Every record below, from first to last: print it exactly as shown.
#### TASK INPUT ####
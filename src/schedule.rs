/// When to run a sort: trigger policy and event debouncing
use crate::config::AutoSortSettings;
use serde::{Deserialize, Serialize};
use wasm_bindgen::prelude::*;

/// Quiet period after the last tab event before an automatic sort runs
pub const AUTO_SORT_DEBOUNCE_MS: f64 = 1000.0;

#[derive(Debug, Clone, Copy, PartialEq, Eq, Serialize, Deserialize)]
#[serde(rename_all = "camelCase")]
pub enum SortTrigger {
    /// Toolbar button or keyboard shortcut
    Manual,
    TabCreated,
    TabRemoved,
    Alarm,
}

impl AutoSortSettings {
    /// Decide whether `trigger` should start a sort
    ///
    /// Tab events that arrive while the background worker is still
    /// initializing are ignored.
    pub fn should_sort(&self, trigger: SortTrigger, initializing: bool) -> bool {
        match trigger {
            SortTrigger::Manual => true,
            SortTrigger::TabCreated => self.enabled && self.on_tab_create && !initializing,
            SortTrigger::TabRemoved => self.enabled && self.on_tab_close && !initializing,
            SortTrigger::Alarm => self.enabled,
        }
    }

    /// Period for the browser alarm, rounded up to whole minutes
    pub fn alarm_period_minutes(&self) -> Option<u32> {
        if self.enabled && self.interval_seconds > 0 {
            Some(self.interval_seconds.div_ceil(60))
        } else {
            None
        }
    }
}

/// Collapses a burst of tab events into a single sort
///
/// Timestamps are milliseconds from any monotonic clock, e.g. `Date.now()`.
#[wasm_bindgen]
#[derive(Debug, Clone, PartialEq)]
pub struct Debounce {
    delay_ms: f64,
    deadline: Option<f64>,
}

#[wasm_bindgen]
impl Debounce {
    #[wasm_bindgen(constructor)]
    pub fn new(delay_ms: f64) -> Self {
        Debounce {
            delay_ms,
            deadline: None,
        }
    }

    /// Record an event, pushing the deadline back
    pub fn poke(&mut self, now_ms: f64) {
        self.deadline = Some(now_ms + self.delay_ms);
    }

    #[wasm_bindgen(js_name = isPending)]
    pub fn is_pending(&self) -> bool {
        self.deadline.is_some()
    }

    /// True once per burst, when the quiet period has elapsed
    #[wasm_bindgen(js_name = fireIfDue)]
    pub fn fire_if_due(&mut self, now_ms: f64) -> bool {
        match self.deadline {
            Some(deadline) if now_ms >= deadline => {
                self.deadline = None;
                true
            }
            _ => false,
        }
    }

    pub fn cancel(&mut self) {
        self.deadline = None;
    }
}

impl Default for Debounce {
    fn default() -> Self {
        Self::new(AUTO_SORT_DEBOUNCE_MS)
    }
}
####
**YOUR SOLUTION**
filename src/schedule.rs
/// When to run a sort: trigger policy and event debouncing
use crate::config::AutoSortSettings;
use serde::{Deserialize, Serialize};
use wasm_bindgen::prelude::*;

/// Quiet period after the last tab event before an automatic sort runs
pub const AUTO_SORT_DEBOUNCE_MS: f64 = 1000.0;

#[derive(Debug, Clone, Copy, PartialEq, Eq, Serialize, Deserialize)]
#[serde(rename_all = "camelCase")]
pub enum SortTrigger {
    /// Toolbar button or keyboard shortcut
    Manual,
    TabCreated,
    TabRemoved,
    Alarm,
}

impl AutoSortSettings {
    /// Decide whether `trigger` should start a sort
    ///
    /// Tab events that arrive while the background worker is still
    /// initializing are ignored.
    pub fn should_sort(&self, trigger: SortTrigger, initializing: bool) -> bool {
        match trigger {
            SortTrigger::Manual => true,
            SortTrigger::TabCreated => self.enabled && self.on_tab_create && !initializing,
            SortTrigger::TabRemoved => self.enabled && self.on_tab_close && !initializing,
            SortTrigger::Alarm => self.enabled,
        }
    }

    /// Period for the browser alarm, rounded up to whole minutes
    pub fn alarm_period_minutes(&self) -> Option<u32> {
        if self.enabled && self.interval_seconds > 0 {
            Some(self.interval_seconds.div_ceil(60))
        } else {
            None
        }
    }
}

/// Collapses a burst of tab events into a single sort
///
/// Timestamps are milliseconds from any monotonic clock, e.g. `Date.now()`.
#[wasm_bindgen]
#[derive(Debug, Clone, PartialEq)]
pub struct Debounce {
    delay_ms: f64,
    deadline: Option<f64>,
}

#[wasm_bindgen]
impl Debounce {
    #[wasm_bindgen(constructor)]
    pub fn new(delay_ms: f64) -> Self {
        Debounce {
            delay_ms,
            deadline: None,
        }
    }

    /// Record an event, pushing the deadline back
    pub fn poke(&mut self, now_ms: f64) {
        self.deadline = Some(now_ms + self.delay_ms);
    }

    #[wasm_bindgen(js_name = isPending)]
    pub fn is_pending(&self) -> bool {
        self.deadline.is_some()
    }

    /// True once per burst, when the quiet period has elapsed
    #[wasm_bindgen(js_name = fireIfDue)]
    pub fn fire_if_due(&mut self, now_ms: f64) -> bool {
        match self.deadline {
            Some(deadline) if now_ms >= deadline => {
                self.deadline = None;
                true
            }
            _ => false,
        }
    }

    pub fn cancel(&mut self) {
        self.deadline = None;
    }
}

impl Default for Debounce {
    fn default() -> Self {
        Self::new(AUTO_SORT_DEBOUNCE_MS)
    }
}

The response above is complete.